* **Description of the task**:
The lines below that include "BudgetMode" are to be found and copied.

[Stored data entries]
::::::

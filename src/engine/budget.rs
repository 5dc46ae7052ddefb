//! Token budget policy, evaluated against the post-commit compiled token
//! total.

use std::sync::Arc;

/// What to do when a commit would push the compiled context over
/// `max_tokens`.
#[derive(Clone)]
pub enum BudgetMode {
    /// Log and allow the commit through.
    Warn,
    /// Roll the commit back and return `TraceError::BudgetExceeded`.
    Reject,
    /// Invoke the callback with the would-be total; the callback's return
    /// value decides whether to keep (`true`) or roll back (`false`) the
    /// commit.
    Callback(Arc<dyn Fn(usize, usize) -> bool + Send + Sync>),
}

impl std::fmt::Debug for BudgetMode {
    fn fmt(&self, f: &mut std::fmt::Formatter<'_>) -> std::fmt::Result {
        match self {
            BudgetMode::Warn => write!(f, "Warn"),
            BudgetMode::Reject => write!(f, "Reject"),
            BudgetMode::Callback(_) => write!(f, "Callback(..)"),
        }
    }
}

#[derive(Debug, Clone)]
pub struct TokenBudgetConfig {
    pub max_tokens: Option<usize>,
    pub mode: BudgetMode,
}

impl Default for TokenBudgetConfig {
    fn default() -> Self {
        Self {
            max_tokens: None,
            mode: BudgetMode::Warn,
        }
    }
}

/// The result of evaluating budget policy against a compiled token total.
#[derive(Debug, Clone, Copy, PartialEq, Eq)]
pub enum BudgetDecision {
    /// Within budget, or no budget configured.
    Within,
    /// Over budget but the commit is kept (warn mode, or a callback that
    /// returned `true`).
    OverButKept,
    /// Over budget and the commit must be rolled back.
    Rollback,
}

impl TokenBudgetConfig {
    pub fn evaluate(&self, compiled_tokens: usize) -> BudgetDecision {
        let Some(limit) = self.max_tokens else {
            return BudgetDecision::Within;
        };
        if compiled_tokens <= limit {
            return BudgetDecision::Within;
        }
        match &self.mode {
            BudgetMode::Warn => {
                tracing::warn!(
                    compiled_tokens,
                    limit,
                    "compiled context exceeds configured token budget"
                );
                BudgetDecision::OverButKept
            }
            BudgetMode::Reject => BudgetDecision::Rollback,
            BudgetMode::Callback(callback) => {
                if callback(compiled_tokens, limit) {
                    BudgetDecision::OverButKept
                } else {
                    BudgetDecision::Rollback
                }
            }
        }
    }
}

#[cfg(test)]
mod tests {
    use super::*;

    #[test]
    fn within_budget_when_unconfigured() {
        let config = TokenBudgetConfig::default();
        assert_eq!(config.evaluate(1_000_000), BudgetDecision::Within);
    }

    #[test]
    fn reject_mode_signals_rollback_over_limit() {
        let config = TokenBudgetConfig {
            max_tokens: Some(50),
            mode: BudgetMode::Reject,
        };
        assert_eq!(config.evaluate(51), BudgetDecision::Rollback);
        assert_eq!(config.evaluate(50), BudgetDecision::Within);
    }

    #[test]
    fn callback_mode_defers_to_closure() {
        let config = TokenBudgetConfig {
            max_tokens: Some(10),
            mode: BudgetMode::Callback(Arc::new(|compiled, _limit| compiled < 20)),
        };
        assert_eq!(config.evaluate(15), BudgetDecision::OverButKept);
        assert_eq!(config.evaluate(25), BudgetDecision::Rollback);
    }
}
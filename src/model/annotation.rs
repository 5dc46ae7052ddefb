//! Priority annotations: append-only labels targeting a commit.

use chrono::NaiveDateTime;
use serde::{Deserialize, Serialize};

use crate::hash::TraceHash;

/// Compression/compile-time priority. Latest annotation per target wins,
/// ties broken by `created_at`.
#[derive(Debug, Clone, Copy, PartialEq, Eq, Serialize, Deserialize)]
#[serde(rename_all = "UPPERCASE")]
pub enum Priority {
    Pinned,
    Normal,
    Skip,
}

impl Priority {
    pub fn as_str(&self) -> &'static str {
        match self {
            Priority::Pinned => "PINNED",
            Priority::Normal => "NORMAL",
            Priority::Skip => "SKIP",
        }
    }
}

#[derive(Debug, Clone, Serialize, Deserialize)]
pub struct Annotation {
    pub id: i64,
    pub target_hash: TraceHash,
    pub priority: Priority,
    pub reason: Option<String>,
    pub created_at: NaiveDateTime,
}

::::::

* **Output for this exercise**:
pub enum BudgetMode {
impl std::fmt::Debug for BudgetMode {
            BudgetMode::Warn => write!(f, "Warn"),
            BudgetMode::Reject => write!(f, "Reject"),
            BudgetMode::Callback(_) => write!(f, "Callback(..)"),
    pub mode: BudgetMode,
            mode: BudgetMode::Warn,
            BudgetMode::Warn => {
            BudgetMode::Reject => BudgetDecision::Rollback,
            BudgetMode::Callback(callback) => {
            mode: BudgetMode::Reject,
            mode: BudgetMode::Callback(Arc::new(|compiled, _limit| compiled < 20)),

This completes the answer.